___ Data to use
#[tokio::test]
async fn free_enrollment_in_unpublished_course_is_not_found() {
    let h = harness();
    let mut input = course_input("Draft", Decimal::ZERO);
    input.is_published = false;
    let course = seed(&h.store, input).await;
    let learner = Learner::new(Uuid::new_v4());

    let err = h.workflow.enroll_free(&learner, course.id).await.unwrap_err();
    assert!(matches!(err, EnrollmentError::NotFound(_)));
    assert_eq!(h.store.enrollment_stats(course.id).await.unwrap().total, 0);

    let err = h.workflow.enroll_free(&learner, 9_999).await.unwrap_err();
    assert!(matches!(err, EnrollmentError::NotFound(_)));
}

#[tokio::test]
async fn paid_course_cannot_be_joined_directly() {
    let h = harness();
    let course = seed(&h.store, course_input("Paid", dec!(10.00))).await;
    let learner = Learner::new(Uuid::new_v4());

    let err = h.workflow.enroll_free(&learner, course.id).await.unwrap_err();
    assert!(matches!(err, EnrollmentError::PaymentRequired(id) if id == course.id));
    assert_eq!(h.store.enrollment_stats(course.id).await.unwrap().total, 0);
}

#[tokio::test]
async fn concurrent_enrollments_keep_counter_in_step() {
    let h = harness();
    let course = seed(&h.store, course_input("Popular", Decimal::ZERO)).await;

    let learners: Vec<Learner> = (0..20).map(|_| Learner::new(Uuid::new_v4())).collect();
    let mut tasks = Vec::new();
    for learner in learners.iter().chain(learners.iter()) {
        let workflow = h.workflow.clone();
        let learner = learner.clone();
        let course_id = course.id;
        tasks.push(tokio::spawn(async move {
            workflow.enroll_free(&learner, course_id).await
        }));
    }

    let mut created = 0;
    for task in tasks {
        if task.await.unwrap().unwrap().is_new() {
            created += 1;
        }
    }

    assert_eq!(created, 20);
    let stats = h.store.enrollment_stats(course.id).await.unwrap();
    assert_eq!(stats.active, 20);
    assert_eq!(
        h.store.get_course(course.id).await.unwrap().students_enrolled,
        stats.active
    );
}

#[tokio::test]
async fn begin_paid_enrollment_charges_discount_in_minor_units() {
    let h = harness();
    let mut input = course_input("Discounted", dec!(100.00));
    input.discount_price = Some(dec!(79.50));
    let course = seed(&h.store, input).await;
    let learner = Learner::new(Uuid::new_v4()).with_email("learner@example.com");

    let handle = h
        .workflow
        .begin_paid_enrollment(&learner, course.id)
        .await
        .unwrap();
    assert_eq!(handle.id, "cs_test_1");

    let created = h.gateway.created.lock().unwrap();
    let request = &created[0];
    assert_eq!(request.amount_minor, 7950);
    assert_eq!(request.currency, "inr");
    assert_eq!(request.correlation.learner_id, learner.id);
    assert_eq!(request.correlation.course_id, course.id);
    assert_eq!(request.customer_email.as_deref(), Some("learner@example.com"));
    assert_eq!(
        request.success_url,
        format!(
            "https://courses.example/payment/success?session_id={{CHECKOUT_SESSION_ID}}&course_id={}",
            course.id
        )
    );
    assert_eq!(
        request.cancel_url,
        format!("https://courses.example/payment/cancel?course_id={}", course.id)
    );
}

#[tokio::test]
async fn begin_paid_enrollment_rejects_enrolled_learner_without_gateway_call() {
    let h = harness();
    let course = seed(&h.store, course_input("Paid", dec!(199.99))).await;
    let learner = Learner::new(Uuid::new_v4());
    h.store
        .record_enrollment(NewEnrollment {
            learner_id: learner.id,
            course_id: course.id,
            enrolled_at: Utc::now(),
            payment: None,
        })
        .await
        .unwrap();

    let err = h
        .workflow
        .begin_paid_enrollment(&learner, course.id)
        .await
        .unwrap_err();
    assert!(matches!(err, EnrollmentError::AlreadyEnrolled(_)));
    assert_eq!(h.gateway.created_count(), 0);
}

#[tokio::test]
async fn begin_paid_enrollment_rejects_non_positive_charge() {
    let h = harness();
    let free = seed(&h.store, course_input("Free", Decimal::ZERO)).await;
    let mut broken = course_input("Broken", dec!(20.00));
    broken.discount_price = Some(dec!(-1.00));
    let broken = seed(&h.store, broken).await;
    let learner = Learner::new(Uuid::new_v4());

    for course_id in [free.id, broken.id] {
        let err = h
            .workflow
            .begin_paid_enrollment(&learner, course_id)
            .await
            .unwrap_err();
        assert!(matches!(err, EnrollmentError::InvalidAmount(id) if id == course_id));
    }
    assert_eq!(h.gateway.created_count(), 0);
}

#[tokio::test]
async fn begin_paid_enrollment_maps_gateway_outage() {
    let h = harness();
    let course = seed(&h.store, course_input("Paid", dec!(5.00))).await;
    *h.gateway.unavailable.lock().unwrap() = true;

    let err = h
        .workflow
        .begin_paid_enrollment(&Learner::new(Uuid::new_v4()), course.id)
        .await
        .unwrap_err();
    assert!(matches!(err, EnrollmentError::GatewayUnavailable));
}

#[tokio::test]
async fn confirmed_session_records_gateway_amount() {
    let h = harness();
    let course = seed(&h.store, course_input("Premium", dec!(199.99))).await;
    let learner = Learner::new(Uuid::new_v4());

    h.workflow
        .begin_paid_enrollment(&learner, course.id)
        .await
        .unwrap();
    assert_eq!(h.gateway.created.lock().unwrap()[0].amount_minor, 19999);

    h.gateway.script_paid("cs_test_1", learner.id, course.id, 19999);
    let result = h
        .workflow
        .confirm_paid_enrollment(&learner, "cs_test_1", course.id)
        .await
        .unwrap();

    assert!(result.is_new());
    let payment = result.enrollment().payment.clone().unwrap();
    assert_eq!(payment.status, PaymentStatus::Completed);
    assert_eq!(payment.amount, dec!(199.99));
    assert_eq!(payment.payment_id, "pi_cs_test_1");
    assert_eq!(h.store.get_course(course.id).await.unwrap().students_enrolled, 1);
}

#[tokio::test]
async fn replayed_confirmation_does_not_double_count() {
    let h = harness();
    let course = seed(&h.store, course_input("Premium", dec!(199.99))).await;
    let learner = Learner::new(Uuid::new_v4());
    h.gateway.script_paid("cs_replay", learner.id, course.id, 19999);

    let first = h
        .workflow
        .confirm_paid_enrollment(&learner, "cs_replay", course.id)
        .await
        .unwrap();
    let second = h
        .workflow
        .confirm_paid_enrollment(&learner, "cs_replay", course.id)
        .await
        .unwrap();

    assert!(first.is_new());
    assert!(!second.is_new());
    assert_eq!(h.store.enrollment_stats(course.id).await.unwrap().total, 1);
    assert_eq!(h.store.get_course(course.id).await.unwrap().students_enrolled, 1);
}

#[tokio::test]
async fn pending_session_is_not_completed() {
    let h = harness();
    let course = seed(&h.store, course_input("Premium", dec!(199.99))).await;
    let learner = Learner::new(Uuid::new_v4());
    h.gateway.script(
        "cs_pending",
        Err(GatewayError::NotCompleted {
            status: "pending".to_string(),
        }),
    );

    let err = h
        .workflow
        .confirm_paid_enrollment(&learner, "cs_pending", course.id)
        .await
        .unwrap_err();
    assert!(matches!(err, EnrollmentError::NotCompleted(ref s) if s == "pending"));
    assert_eq!(h.store.enrollment_stats(course.id).await.unwrap().total, 0);
    assert_eq!(h.store.get_course(course.id).await.unwrap().students_enrolled, 0);
}

#[tokio::test]
async fn unknown_or_foreign_sessions_are_invalid() {
    let h = harness();
    let course = seed(&h.store, course_input("Premium", dec!(199.99))).await;
    let learner = Learner::new(Uuid::new_v4());

    let err = h
        .workflow
        .confirm_paid_enrollment(&learner, "cs_missing", course.id)
        .await
        .unwrap_err();
    assert!(matches!(err, EnrollmentError::InvalidSession));

    // Paid by somebody else.
    h.gateway.script_paid("cs_other", Uuid::new_v4(), course.id, 19999);
    let err = h
        .workflow
        .confirm_paid_enrollment(&learner, "cs_other", course.id)
        .await
        .unwrap_err();
    assert!(matches!(err, EnrollmentError::InvalidSession));

    // Paid for another course.
    h.gateway.script_paid("cs_course", learner.id, course.id + 1, 19999);
    let err = h
        .workflow
        .confirm_paid_enrollment(&learner, "cs_course", course.id)
        .await
        .unwrap_err();
    assert!(matches!(err, EnrollmentError::InvalidSession));

    assert_eq!(h.store.enrollment_stats(course.id).await.unwrap().total, 0);
}

#[tokio::test]
async fn confirmation_is_gated_on_publication() {
    let h = harness();
    let mut input = course_input("Hidden", dec!(10.00));
    input.is_published = false;
    let course = seed(&h.store, input).await;
    let learner = Learner::new(Uuid::new_v4());
    h.gateway.script_paid("cs_hidden", learner.id, course.id, 1000);

    let err = h
        .workflow
        .confirm_paid_enrollment(&learner, "cs_hidden", course.id)
        .await
        .unwrap_err();
    assert!(matches!(err, EnrollmentError::NotFound(_)));
    assert_eq!(*h.gateway.verify_calls.lock().unwrap(), 0);
}

#[tokio::test]
async fn status_transitions_update_counter() {
    let h = harness();
    let course = seed(&h.store, course_input("Free", Decimal::ZERO)).await;
    let alice = Learner::new(Uuid::new_v4());
    let bob = Learner::new(Uuid::new_v4());
    h.workflow.enroll_free(&alice, course.id).await.unwrap();
    h.workflow.enroll_free(&bob, course.id).await.unwrap();
    assert_eq!(h.store.get_course(course.id).await.unwrap().students_enrolled, 2);

    let completed = h
        .workflow
        .complete_enrollment(alice.id, course.id)
        .await
        .unwrap();
    assert_eq!(completed.status, EnrollmentStatus::Completed);
    let completed_at = completed.completed_at.unwrap();
    assert_eq!(h.store.get_course(course.id).await.unwrap().students_enrolled, 1);

    let again = h
        .workflow
        .complete_enrollment(alice.id, course.id)
        .await
        .unwrap();
    assert_eq!(again.completed_at, Some(completed_at));

    let err = h
        .workflow
        .drop_enrollment(alice.id, course.id)
        .await
        .unwrap_err();
    assert!(matches!(err, EnrollmentError::InvalidTransition(_)));

    h.workflow.drop_enrollment(bob.id, course.id).await.unwrap();
    let stats = h.store.enrollment_stats(course.id).await.unwrap();
    assert_eq!((stats.active, stats.completed, stats.dropped), (0, 1, 1));
    assert_eq!(h.store.get_course(course.id).await.unwrap().students_enrolled, 0);

    let err = h
        .workflow
        .complete_enrollment(Uuid::new_v4(), course.id)
        .await
        .unwrap_err();
    assert!(matches!(err, EnrollmentError::NotFound(_)));
}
______
Directions for this task :: Where a line in the records above contains the string "format", copy that line.

Result below ::
        format!(
        format!("https://courses.example/payment/cancel?course_id={}", course.id)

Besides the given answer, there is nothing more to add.